Our industry is littered with these sad stories. But they are not inevitable. I believe we need to help create good
people from a young age, help them understand that success is a product of hard work and solid values, success is feeling fulfilled, limelight allows you to be a role model though you aren’t one yet, and being great at football and the wealth that brings doesn’t mean you are a great man. How you act in the heat of battle, how you act after the whistle and how you live your life through your values will determine whether you are to be applauded or not.

And if you’re the parent who demand all these young kids act as role models for your children, you need to understand that you’re asking a young lad who is a product of his environment to see through the distractions and media haze and become a beacon of humanity with a scribble of a signature - and you’re going to be let down.

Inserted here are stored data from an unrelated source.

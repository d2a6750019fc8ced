//! View identity.
//!
//! Two kinds of identity exist for a child view:
//!
//! - [`ViewId`] is the handle a container hands out when a view is attached.
//!   It is the "explicit reference" form of targeting a child.
//! - [`ViewTag`] is a stable, author-chosen identifier that a view carries
//!   before it is attached. Declarative configuration refers to children by
//!   tag because handles do not exist yet at parse time.

use std::fmt;

use serde::Deserialize;
use slotmap::new_key_type;

new_key_type! {
    /// A handle to a view attached to a container.
    ///
    /// `ViewId`s remain valid until the view is removed from its container.
    pub struct ViewId;
}

/// A stable identifier assigned to a view by its author.
///
/// Tags are resolved against children as they are attached. Zero is not a
/// valid tag, matching hosts that use zero as "no identifier".
#[derive(Debug, Clone, Copy, PartialEq, Eq, Hash, PartialOrd, Ord, Deserialize)]
#[serde(try_from = "u32")]
pub struct ViewTag(u32);

impl ViewTag {
    /// Create a tag, returning `None` for zero.
    #[inline]
    pub const fn new(raw: u32) -> Option<Self> {
        if raw == 0 { None } else { Some(Self(raw)) }
    }

    /// The raw numeric value of this tag.
    #[inline]
    pub const fn get(self) -> u32 {
        self.0
    }
}

impl TryFrom<u32> for ViewTag {
    type Error = String;

    fn try_from(raw: u32) -> Result<Self, Self::Error> {
        Self::new(raw).ok_or_else(|| "view tag must be non-zero".to_string())
    }
}

impl fmt::Display for ViewTag {
    fn fmt(&self, f: &mut fmt::Formatter<'_>) -> fmt::Result {
        write!(f, "#{}", self.0)
    }
}
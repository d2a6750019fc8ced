//! The injected blur transform.
//!
//! The container never blurs pixels itself. Hosts hand it a
//! [`BlurTransform`], typically wrapped in an `Arc` so several containers can
//! share one GPU or SIMD backend. Any `Fn(&PixelSurface, u32) -> PixelSurface`
//! closure qualifies:
//!
//! ```
//! use std::sync::Arc;
//! use frostpane::{BlurLayout, BlurTransform};
//! use frostpane::render::PixelSurface;
//!
//! let transform: Arc<dyn BlurTransform> = Arc::new(|input: &PixelSurface, radius: u32| {
//!     PixelSurface::from_image(image::imageops::blur(input.as_image(), radius as f32 / 2.0))
//! });
//! let layout = BlurLayout::new(transform);
//! ```

use frostpane_core::logging::targets;
use frostpane_render::PixelSurface;

use crate::error::{BlurError, BlurResult};

/// A function from (pixels, radius) to blurred pixels.
///
/// Implementations must return a non-empty surface with the same
/// dimensions as the input. The input is borrowed for the duration of the
/// call only.
pub trait BlurTransform: Send + Sync {
    /// Blur `input` with the given radius.
    fn blur(&self, input: &PixelSurface, radius: u32) -> PixelSurface;
}

impl<F> BlurTransform for F
where
    F: Fn(&PixelSurface, u32) -> PixelSurface + Send + Sync,
{
    fn blur(&self, input: &PixelSurface, radius: u32) -> PixelSurface {
        self(input, radius)
    }
}

/// Run the transform and check its output contract.
pub(crate) fn apply_blur(
    transform: &dyn BlurTransform,
    input: &PixelSurface,
    radius: u32,
) -> BlurResult<PixelSurface> {
    tracing::trace!(
        target: targets::COMPOSITOR,
        width = input.width(),
        height = input.height(),
        radius,
        "invoking blur transform"
    );

    let output = transform.blur(input, radius);
    if output.is_empty() || output.dimensions() != input.dimensions() {
        return Err(BlurError::CollaboratorContract {
            expected: input.dimensions(),
            actual: output.dimensions(),
        });
    }
    Ok(output)
}
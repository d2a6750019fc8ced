//! Core systems for Frostpane.
//!
//! This crate provides the pieces shared by the rendering layer and the
//! blur container:
//!
//! - **View identity**: [`ViewId`] handles and author-assigned [`ViewTag`]s
//! - **Signals**: [`Signal`] notifications invoked on the UI thread
//! - **Logging**: tracing targets, span names and [`PerfSpan`]
//!
//! # Signal Example
//!
//! ```
//! use frostpane_core::Signal;
//!
//! let children_changed = Signal::<()>::new();
//! children_changed.connect(|_| println!("children changed"));
//! children_changed.emit(());
//! ```

pub mod logging;
pub mod object;
pub mod signal;

pub use logging::PerfSpan;
pub use object::{ViewId, ViewTag};
pub use signal::{ConnectionId, Signal};
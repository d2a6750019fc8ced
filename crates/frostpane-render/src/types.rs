//! Basic geometry and color types for rendering.
//!
//! Layout works in floating-point [`Rect`]s; rasterization works in whole
//! pixels, so [`Rect::to_pixel_rect`] is the single place where layout
//! geometry is snapped to the pixel grid.

/// A point in 2D space.
#[derive(Debug, Clone, Copy, PartialEq, Default)]
pub struct Point {
    pub x: f32,
    pub y: f32,
}

impl Point {
    /// Create a new point.
    #[inline]
    pub const fn new(x: f32, y: f32) -> Self {
        Self { x, y }
    }

    /// The origin point (0, 0).
    pub const ZERO: Self = Self { x: 0.0, y: 0.0 };
}

impl From<(f32, f32)> for Point {
    fn from((x, y): (f32, f32)) -> Self {
        Self { x, y }
    }
}

/// A size in 2D space (width and height).
#[derive(Debug, Clone, Copy, PartialEq, Default)]
pub struct Size {
    pub width: f32,
    pub height: f32,
}

impl Size {
    /// Create a new size.
    #[inline]
    pub const fn new(width: f32, height: f32) -> Self {
        Self { width, height }
    }

    /// Zero size.
    pub const ZERO: Self = Self {
        width: 0.0,
        height: 0.0,
    };

    /// Check if the size has zero area.
    #[inline]
    pub fn is_empty(&self) -> bool {
        self.width <= 0.0 || self.height <= 0.0
    }
}

impl From<(f32, f32)> for Size {
    fn from((width, height): (f32, f32)) -> Self {
        Self { width, height }
    }
}

impl From<(u32, u32)> for Size {
    fn from((width, height): (u32, u32)) -> Self {
        Self {
            width: width as f32,
            height: height as f32,
        }
    }
}

/// A rectangle defined by origin and size.
#[derive(Debug, Clone, Copy, PartialEq, Default)]
pub struct Rect {
    pub origin: Point,
    pub size: Size,
}

impl Rect {
    /// Create a new rectangle from origin and size.
    #[inline]
    pub const fn new(x: f32, y: f32, width: f32, height: f32) -> Self {
        Self {
            origin: Point { x, y },
            size: Size { width, height },
        }
    }

    /// Create a rectangle at the origin with the given size.
    #[inline]
    pub const fn from_size(size: Size) -> Self {
        Self {
            origin: Point::ZERO,
            size,
        }
    }

    /// Empty rectangle at origin.
    pub const ZERO: Self = Self {
        origin: Point::ZERO,
        size: Size::ZERO,
    };

    /// Left edge x coordinate.
    #[inline]
    pub fn left(&self) -> f32 {
        self.origin.x
    }

    /// Top edge y coordinate.
    #[inline]
    pub fn top(&self) -> f32 {
        self.origin.y
    }

    /// Right edge x coordinate.
    #[inline]
    pub fn right(&self) -> f32 {
        self.origin.x + self.size.width
    }

    /// Bottom edge y coordinate.
    #[inline]
    pub fn bottom(&self) -> f32 {
        self.origin.y + self.size.height
    }

    /// Width of the rectangle.
    #[inline]
    pub fn width(&self) -> f32 {
        self.size.width
    }

    /// Height of the rectangle.
    #[inline]
    pub fn height(&self) -> f32 {
        self.size.height
    }

    /// Check if the rectangle is empty (zero or negative size).
    #[inline]
    pub fn is_empty(&self) -> bool {
        self.size.is_empty()
    }

    /// Check if a point is inside the rectangle.
    #[inline]
    pub fn contains(&self, point: Point) -> bool {
        point.x >= self.left()
            && point.x < self.right()
            && point.y >= self.top()
            && point.y < self.bottom()
    }

    /// Offset the rectangle by the given amount.
    #[inline]
    pub fn offset(&self, dx: f32, dy: f32) -> Rect {
        Rect {
            origin: Point {
                x: self.origin.x + dx,
                y: self.origin.y + dy,
            },
            size: self.size,
        }
    }

    /// Snap this rectangle to the pixel grid.
    ///
    /// Origin and size are rounded independently, so a child's rasterized
    /// width always matches its rounded layout width. Negative sizes become
    /// zero.
    pub fn to_pixel_rect(&self) -> PixelRect {
        PixelRect {
            x: self.origin.x.round() as i32,
            y: self.origin.y.round() as i32,
            width: self.size.width.max(0.0).round() as u32,
            height: self.size.height.max(0.0).round() as u32,
        }
    }
}

/// A rectangle on the pixel grid.
///
/// The origin may be negative or lie past a surface's edge; operations that
/// take a `PixelRect` clip against the surface they touch.
#[derive(Debug, Clone, Copy, PartialEq, Eq, Default, Hash)]
pub struct PixelRect {
    pub x: i32,
    pub y: i32,
    pub width: u32,
    pub height: u32,
}

impl PixelRect {
    /// Create a new pixel rectangle.
    #[inline]
    pub const fn new(x: i32, y: i32, width: u32, height: u32) -> Self {
        Self {
            x,
            y,
            width,
            height,
        }
    }

    /// Check if the rectangle covers no pixels.
    #[inline]
    pub fn is_empty(&self) -> bool {
        self.width == 0 || self.height == 0
    }

    /// Exclusive right edge.
    #[inline]
    pub fn right(&self) -> i64 {
        i64::from(self.x) + i64::from(self.width)
    }

    /// Exclusive bottom edge.
    #[inline]
    pub fn bottom(&self) -> i64 {
        i64::from(self.y) + i64::from(self.height)
    }

    /// Convert back to a floating-point rectangle.
    #[inline]
    pub fn to_rect(&self) -> Rect {
        Rect::new(
            self.x as f32,
            self.y as f32,
            self.width as f32,
            self.height as f32,
        )
    }
}

/// A rectangle with rounded corners.
#[derive(Debug, Clone, Copy, PartialEq, Default)]
pub struct RoundedRect {
    /// The base rectangle.
    pub rect: Rect,
    /// Corner radii (top-left, top-right, bottom-right, bottom-left).
    pub radii: CornerRadii,
}

impl RoundedRect {
    /// Create a rounded rectangle with uniform corner radius.
    #[inline]
    pub fn new(rect: Rect, radius: f32) -> Self {
        Self {
            rect,
            radii: CornerRadii::uniform(radius),
        }
    }

    /// Fraction of the unit pixel centered at `center` that lies inside the shape.
    ///
    /// Returns 1.0 away from the corners and an antialiased falloff across
    /// each corner arc. Radii larger than half the shorter side are clamped so
    /// opposite arcs never overlap.
    pub fn coverage(&self, center: Point) -> f32 {
        if !self.rect.contains(center) {
            return 0.0;
        }

        let limit = (self.rect.width().min(self.rect.height()) / 2.0).max(0.0);
        let corners = [
            (
                self.radii.top_left,
                self.rect.left(),
                self.rect.top(),
                1.0,
                1.0,
            ),
            (
                self.radii.top_right,
                self.rect.right(),
                self.rect.top(),
                -1.0,
                1.0,
            ),
            (
                self.radii.bottom_right,
                self.rect.right(),
                self.rect.bottom(),
                -1.0,
                -1.0,
            ),
            (
                self.radii.bottom_left,
                self.rect.left(),
                self.rect.bottom(),
                1.0,
                -1.0,
            ),
        ];

        for (radius, edge_x, edge_y, sx, sy) in corners {
            let r = radius.clamp(0.0, limit);
            if r <= 0.0 {
                continue;
            }
            // Arc center sits `r` inside both edges of this corner.
            let cx = edge_x + sx * r;
            let cy = edge_y + sy * r;
            let in_corner_x = (center.x - cx) * sx < 0.0;
            let in_corner_y = (center.y - cy) * sy < 0.0;
            if in_corner_x && in_corner_y {
                let dist = ((center.x - cx).powi(2) + (center.y - cy).powi(2)).sqrt();
                return (r - dist + 0.5).clamp(0.0, 1.0);
            }
        }

        1.0
    }
}

/// Corner radii for rounded rectangles.
#[derive(Debug, Clone, Copy, PartialEq, Default)]
pub struct CornerRadii {
    pub top_left: f32,
    pub top_right: f32,
    pub bottom_right: f32,
    pub bottom_left: f32,
}

impl CornerRadii {
    /// Create corner radii with the same value for all corners.
    #[inline]
    pub const fn uniform(radius: f32) -> Self {
        Self {
            top_left: radius,
            top_right: radius,
            bottom_right: radius,
            bottom_left: radius,
        }
    }

    /// Zero radii (sharp corners).
    pub const ZERO: Self = Self::uniform(0.0);

    /// Check if all radii are zero.
    #[inline]
    pub fn is_zero(&self) -> bool {
        self.top_left == 0.0
            && self.top_right == 0.0
            && self.bottom_right == 0.0
            && self.bottom_left == 0.0
    }
}

/// An RGBA color with premultiplied alpha.
#[derive(Debug, Clone, Copy, PartialEq, Default)]
pub struct Color {
    pub r: f32,
    pub g: f32,
    pub b: f32,
    pub a: f32,
}

impl Color {
    /// Create a new color from RGBA components (0.0-1.0 range).
    ///
    /// Note: This expects premultiplied alpha. Use [`from_rgba`](Self::from_rgba)
    /// for non-premultiplied input.
    #[inline]
    pub const fn new(r: f32, g: f32, b: f32, a: f32) -> Self {
        Self { r, g, b, a }
    }

    /// Create a color from non-premultiplied RGBA components.
    #[inline]
    pub fn from_rgba(r: f32, g: f32, b: f32, a: f32) -> Self {
        Self {
            r: r * a,
            g: g * a,
            b: b * a,
            a,
        }
    }

    /// Create a color from 8-bit non-premultiplied RGBA components.
    #[inline]
    pub fn from_rgba8(r: u8, g: u8, b: u8, a: u8) -> Self {
        Self::from_rgba(
            r as f32 / 255.0,
            g as f32 / 255.0,
            b as f32 / 255.0,
            a as f32 / 255.0,
        )
    }

    /// Create an opaque color from RGB components.
    #[inline]
    pub const fn from_rgb(r: f32, g: f32, b: f32) -> Self {
        Self { r, g, b, a: 1.0 }
    }

    /// Create an opaque color from 8-bit RGB components.
    #[inline]
    pub fn from_rgb8(r: u8, g: u8, b: u8) -> Self {
        Self::from_rgb(r as f32 / 255.0, g as f32 / 255.0, b as f32 / 255.0)
    }

    /// Return a new color with modified alpha.
    #[inline]
    pub fn with_alpha(self, alpha: f32) -> Self {
        if self.a == 0.0 {
            return Self::new(0.0, 0.0, 0.0, alpha);
        }
        // Unpremultiply, then repremultiply with new alpha
        let factor = alpha / self.a;
        Self {
            r: self.r * factor,
            g: self.g * factor,
            b: self.b * factor,
            a: alpha,
        }
    }

    /// Convert to 8-bit non-premultiplied RGBA, the storage format of
    /// [`PixelSurface`](crate::PixelSurface).
    pub fn to_rgba8(self) -> [u8; 4] {
        let (r, g, b) = if self.a > 0.0 {
            (
                ((self.r / self.a) * 255.0).round().clamp(0.0, 255.0) as u8,
                ((self.g / self.a) * 255.0).round().clamp(0.0, 255.0) as u8,
                ((self.b / self.a) * 255.0).round().clamp(0.0, 255.0) as u8,
            )
        } else {
            (0, 0, 0)
        };
        let a = (self.a * 255.0).round().clamp(0.0, 255.0) as u8;
        [r, g, b, a]
    }

    // Common colors
    pub const TRANSPARENT: Self = Self::new(0.0, 0.0, 0.0, 0.0);
    pub const BLACK: Self = Self::from_rgb(0.0, 0.0, 0.0);
    pub const WHITE: Self = Self::from_rgb(1.0, 1.0, 1.0);
    pub const RED: Self = Self::from_rgb(1.0, 0.0, 0.0);
    pub const GREEN: Self = Self::from_rgb(0.0, 1.0, 0.0);
    pub const BLUE: Self = Self::from_rgb(0.0, 0.0, 1.0);
    pub const YELLOW: Self = Self::from_rgb(1.0, 1.0, 0.0);
    pub const GRAY: Self = Self::from_rgb(0.5, 0.5, 0.5);
}
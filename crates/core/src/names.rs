//! Position-marker correction in image names
//!
//! Some filters embed on-canvas coordinates in image names as `pos(x,y)`
//! markers. A downscaled preview would draw those indicators in the wrong
//! place, so before an interactive preview dispatch the coordinates are
//! rescaled with the request's correction factors against the
//! full-resolution extent.

use crate::request::PositionCorrection;
use regex::Regex;
use std::sync::OnceLock;

fn position_marker() -> &'static Regex {
    static RE: OnceLock<Regex> = OnceLock::new();
    RE.get_or_init(|| Regex::new(r"pos\((\d+)([^0-9]*)(\d+)\)").expect("valid position regex"))
}

/// Rescale `pos(x,y)` markers in place.
///
/// `max_width`/`max_height` is the full-resolution extent of the input
/// layers. A zero extent leaves the names untouched; names without a
/// marker pass through unchanged. Only the first marker per name is
/// rewritten, preserving whatever separator the filter used.
pub fn correct_position_markers(
    names: &mut [String],
    correction: &PositionCorrection,
    max_width: u32,
    max_height: u32,
) {
    if max_width == 0 || max_height == 0 {
        return;
    }
    for name in names.iter_mut() {
        let Some(caps) = position_marker().captures(name) else {
            continue;
        };
        let x: f64 = caps[1].parse().unwrap_or(0.0);
        let y: f64 = caps[3].parse().unwrap_or(0.0);
        let separator = caps[2].to_string();
        let new_x = (x * (correction.x_factor / max_width as f64)) as i64;
        let new_y = (y * (correction.y_factor / max_height as f64)) as i64;
        let marker = caps[0].to_string();
        let replacement = format!("pos({}{}{})", new_x, separator, new_y);
        *name = name.replacen(&marker, &replacement, 1);
    }
}
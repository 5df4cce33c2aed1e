//! Host collaborator interfaces
//!
//! Everything the coordinator needs from the surrounding application is
//! behind these traits: fetching the cropped working set, the layer
//! extent, preview compositing, output delivery, color-profile correction,
//! and the busy cursor. None of them contain coordination logic.

use crate::request::VisibleRect;
use filter_runner_engine::{ImageBuffer, ImageList};

/// Supplies the cropped working image set for a region of interest.
///
/// Preview kinds fetch at the request's zoom factor; a full apply fetches
/// at scale 1.0. Implementations typically cache crops and must drop those
/// caches on `invalidate` (output may have changed layer geometry).
pub trait WorkingSetProvider {
    /// Fetch image buffers and their names for a region
    fn fetch(&mut self, rect: &VisibleRect, input_mode: i32, scale: f64)
        -> (ImageList, Vec<String>);

    /// Drop any cached crops
    fn invalidate(&mut self) {}
}

/// Supplies the full-resolution extent of the input layers
pub trait ExtentProvider {
    /// Extent (width, height) in pixels for an input mode
    fn extent(&mut self, input_mode: i32) -> (u32, u32);

    /// Drop any cached extent
    fn invalidate(&mut self) {}
}

/// Builds a displayable raster from a validated output image list
pub trait PreviewCompositor {
    fn compose(
        &self,
        images: &ImageList,
        preview_mode: i32,
        width: u32,
        height: u32,
    ) -> ImageBuffer;
}

/// Receives committed full-apply output
pub trait OutputSink {
    fn deliver(&mut self, images: ImageList, names: Vec<String>, output_mode: i32);
}

/// Applies the host's color profile to one output image
pub trait ColorProfileApplier {
    fn apply(&self, image: &mut ImageBuffer);
}

/// Color-profile hook that leaves images untouched
pub struct NoColorProfile;

impl ColorProfileApplier for NoColorProfile {
    fn apply(&self, _image: &mut ImageBuffer) {}
}

/// GUI busy-cursor collaborator.
///
/// Shown only when a background job outlives the debounce delay, hidden
/// unconditionally during outcome processing and on cancellation.
pub trait BusyIndicator {
    fn set_waiting(&mut self, waiting: bool);
}

/// Busy indicator that ignores all requests (headless hosts, tests)
pub struct NoBusyIndicator;

impl BusyIndicator for NoBusyIndicator {
    fn set_waiting(&mut self, _waiting: bool) {}
}
//! Request descriptor model
//!
//! A [`FilterRequest`] fully describes one execution: what to run, over
//! which region, on which path, and how the preview should be shaped. It is
//! set once before each `execute` call and read-only afterwards.

/// Execution path requested for a filter run
#[derive(Debug, Clone, Copy, PartialEq, Eq)]
pub enum RequestKind {
    /// Scaled preview executed on a worker thread
    InteractivePreview,

    /// Scaled preview executed inline, blocking the caller
    SynchronousPreview,

    /// Full-resolution run whose output is committed to the host
    FullApply,
}

impl RequestKind {
    /// Whether this kind produces a display-only scaled preview
    pub fn is_preview(self) -> bool {
        matches!(
            self,
            RequestKind::InteractivePreview | RequestKind::SynchronousPreview
        )
    }
}

/// Input/output routing modes for an execution
///
/// The mode spaces are host-defined; the coordinator only forwards them to
/// the engine environment and the persisted record.
#[derive(Debug, Clone, Copy, Default, PartialEq, Eq, serde::Serialize, serde::Deserialize)]
pub struct InputOutputState {
    /// Which layers feed the engine
    pub input_mode: i32,

    /// How results are routed back into the host image
    pub output_mode: i32,

    /// Preview composition mode
    pub preview_mode: i32,
}

/// Region of interest, in normalized full-image coordinates
#[derive(Debug, Clone, Copy, PartialEq)]
pub struct VisibleRect {
    pub x: f64,
    pub y: f64,
    pub w: f64,
    pub h: f64,
}

impl VisibleRect {
    /// The whole image
    pub fn full() -> Self {
        Self {
            x: 0.0,
            y: 0.0,
            w: 1.0,
            h: 1.0,
        }
    }
}

impl Default for VisibleRect {
    fn default() -> Self {
        Self::full()
    }
}

/// Correction factors applied to `pos(x,y)` markers in image names so
/// on-canvas position indicators stay accurate in a downscaled preview
#[derive(Debug, Clone, Copy, PartialEq)]
pub struct PositionCorrection {
    pub x_factor: f64,
    pub y_factor: f64,
}

impl Default for PositionCorrection {
    fn default() -> Self {
        Self {
            x_factor: 1.0,
            y_factor: 1.0,
        }
    }
}

/// Immutable descriptor for one filter execution
#[derive(Debug, Clone)]
pub struct FilterRequest {
    /// Execution path
    pub kind: RequestKind,

    /// Filter command to run
    pub command: String,

    /// Argument string for the command
    pub arguments: String,

    /// Stable identity hash of the filter (for the last-applied record)
    pub filter_hash: String,

    /// Human-readable filter path (for the last-applied record)
    pub filter_path: String,

    /// Input/output routing modes
    pub io_state: InputOutputState,

    /// Region of interest
    pub visible_rect: VisibleRect,

    /// Preview zoom factor (working-set scale for preview kinds)
    pub zoom: f64,

    /// Preview target width in pixels
    pub preview_width: u32,

    /// Preview target height in pixels
    pub preview_height: u32,

    /// Preview timeout in seconds, forwarded as engine configuration only
    pub preview_timeout: u32,

    /// Verbosity of the engine's output messages
    pub output_message_mode: i32,

    /// Position-marker correction factors for downscaled previews
    pub position_correction: PositionCorrection,
}

impl FilterRequest {
    /// Create a request with default region, zoom, and preview shape
    pub fn new(kind: RequestKind, command: impl Into<String>, arguments: impl Into<String>) -> Self {
        Self {
            kind,
            command: command.into(),
            arguments: arguments.into(),
            filter_hash: String::new(),
            filter_path: String::new(),
            io_state: InputOutputState::default(),
            visible_rect: VisibleRect::full(),
            zoom: 1.0,
            preview_width: 0,
            preview_height: 0,
            preview_timeout: 0,
            output_message_mode: 0,
            position_correction: PositionCorrection::default(),
        }
    }

    /// Set the filter identity recorded on a successful full apply
    pub fn with_identity(mut self, hash: impl Into<String>, path: impl Into<String>) -> Self {
        self.filter_hash = hash.into();
        self.filter_path = path.into();
        self
    }

    /// Set the input/output routing modes
    pub fn with_io_state(mut self, io_state: InputOutputState) -> Self {
        self.io_state = io_state;
        self
    }

    /// Set the region of interest
    pub fn with_visible_rect(mut self, rect: VisibleRect) -> Self {
        self.visible_rect = rect;
        self
    }

    /// Set the preview zoom factor
    pub fn with_zoom(mut self, zoom: f64) -> Self {
        self.zoom = zoom;
        self
    }

    /// Set the preview target size
    pub fn with_preview_size(mut self, width: u32, height: u32) -> Self {
        self.preview_width = width;
        self.preview_height = height;
        self
    }

    /// Set the preview timeout (seconds)
    pub fn with_preview_timeout(mut self, timeout: u32) -> Self {
        self.preview_timeout = timeout;
        self
    }

    /// Set the output message verbosity
    pub fn with_message_mode(mut self, mode: i32) -> Self {
        self.output_message_mode = mode;
        self
    }

    /// Set the position-marker correction factors
    pub fn with_position_correction(mut self, correction: PositionCorrection) -> Self {
        self.position_correction = correction;
        self
    }

    /// Build the engine environment string for this request.
    ///
    /// Preview kinds additionally carry the preview shape and timeout; the
    /// timeout is engine configuration, never enforced by the coordinator.
    pub fn environment(&self) -> String {
        let mut env = format!("_input_layers={}", self.io_state.input_mode);
        env.push_str(&format!(" _output_mode={}", self.io_state.output_mode));
        env.push_str(&format!(" _output_messages={}", self.output_message_mode));
        env.push_str(&format!(" _preview_mode={}", self.io_state.preview_mode));
        if self.kind.is_preview() {
            env.push_str(&format!(" _preview_width={}", self.preview_width));
            env.push_str(&format!(" _preview_height={}", self.preview_height));
            env.push_str(&format!(" _preview_timeout={}", self.preview_timeout));
        }
        env
    }
}

#[cfg(test)]
mod tests {
    use super::*;

    #[test]
    fn test_kind_is_preview() {
        assert!(RequestKind::InteractivePreview.is_preview());
        assert!(RequestKind::SynchronousPreview.is_preview());
        assert!(!RequestKind::FullApply.is_preview());
    }

    #[test]
    fn test_request_builder() {
        let request = FilterRequest::new(RequestKind::InteractivePreview, "fx_sketch", "3,1")
            .with_identity("abc123", "Artistic/Sketch")
            .with_io_state(InputOutputState {
                input_mode: 1,
                output_mode: 2,
                preview_mode: 0,
            })
            .with_zoom(0.5)
            .with_preview_size(640, 480)
            .with_preview_timeout(16)
            .with_message_mode(2);

        assert_eq!(request.command, "fx_sketch");
        assert_eq!(request.filter_hash, "abc123");
        assert_eq!(request.io_state.output_mode, 2);
        assert_eq!(request.zoom, 0.5);
        assert_eq!(request.preview_width, 640);
    }

    #[test]
    fn test_environment_for_preview() {
        let request = FilterRequest::new(RequestKind::InteractivePreview, "fx", "")
            .with_io_state(InputOutputState {
                input_mode: 1,
                output_mode: 0,
                preview_mode: 2,
            })
            .with_preview_size(800, 600)
            .with_preview_timeout(16)
            .with_message_mode(1);

        assert_eq!(
            request.environment(),
            "_input_layers=1 _output_mode=0 _output_messages=1 _preview_mode=2 \
             _preview_width=800 _preview_height=600 _preview_timeout=16"
        );
    }

    #[test]
    fn test_environment_for_full_apply_omits_preview_shape() {
        let request = FilterRequest::new(RequestKind::FullApply, "fx", "")
            .with_preview_size(800, 600);

        let env = request.environment();
        assert!(!env.contains("_preview_width"));
        assert!(!env.contains("_preview_timeout"));
        assert!(env.contains("_preview_mode=0"));
    }

    #[test]
    fn test_default_rect_covers_full_image() {
        let rect = VisibleRect::default();
        assert_eq!(rect.x, 0.0);
        assert_eq!(rect.w, 1.0);
    }
}
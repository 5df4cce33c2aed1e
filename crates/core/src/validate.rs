//! Result validation
//!
//! Output batches are accepted or rejected as a whole: the first image with
//! more than four channels fails the batch, identified by its index.

use filter_runner_engine::ImageBuffer;

/// Maximum channel count an output image may have
pub const MAX_CHANNELS: u32 = 4;

/// Rejection of an output batch because one image has too many channels
#[derive(Debug, Clone, PartialEq, Eq, thiserror::Error)]
#[error("Image #{index} returned by filter has {channels} channels (should be at most 4)")]
pub struct InvalidChannels {
    /// Index of the first offending image
    pub index: usize,

    /// Its channel count
    pub channels: u32,
}

/// Check that every image in the batch has at most four channels.
///
/// Scans in order and short-circuits on the first violation; later
/// violations are not aggregated.
pub fn check_channels(images: &[ImageBuffer]) -> Result<(), InvalidChannels> {
    for (index, image) in images.iter().enumerate() {
        if image.channels > MAX_CHANNELS {
            return Err(InvalidChannels {
                index,
                channels: image.channels,
            });
        }
    }
    Ok(())
}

So, along with the changing pace and tactics of the game, we must help players understand how they feel about and relate to football and to ignore distractions. At Forest’s academy we study the selfless behaviours of Atletico Madrid players, the intensity that they choose to train and play at and what they have achieved as a result. We highlight they had to beat Barcelona and Real Madrid, financial powerhouses, to achieve success, and
they became Champions - we show them what’s possible.

We talk about the passion of others in other fields, looking at the passion that Stevie Wonder still sings with, after all his money and success. We want them to fall in love with the game, and to appreciate their experiences and opportunities, studying habits of the very best, to think big but not big time. Have we achieved this yet? No. As coaches we will always be making mistakes, learning and adjusting, though we are making progress, and our intentions are clear. Rewardingly, in some players we are seeing exciting breakthroughs with some terrific young men and players in the making. I am aware this is all idealistic and at times when I am taking about Stevie Wonder they may be thinking “What is he on about now?” but we are always passionate and want the best.

We are not just telling our players this to give us better performances. We are also trying to prepare them for what may come by helping them to appreciate the little things, being able to run, and being able to think, and to not get lost in the celebrity world. I believe that when you have players who play for the love of the game, who revel and thrive in the heat of the battle, and have solid values, you will have a team that wins matches, promotions and maybe one day can become Champions and can inspire others to do
the same. For me, striving for that is exciting and fundamental for sustained success in our sport.”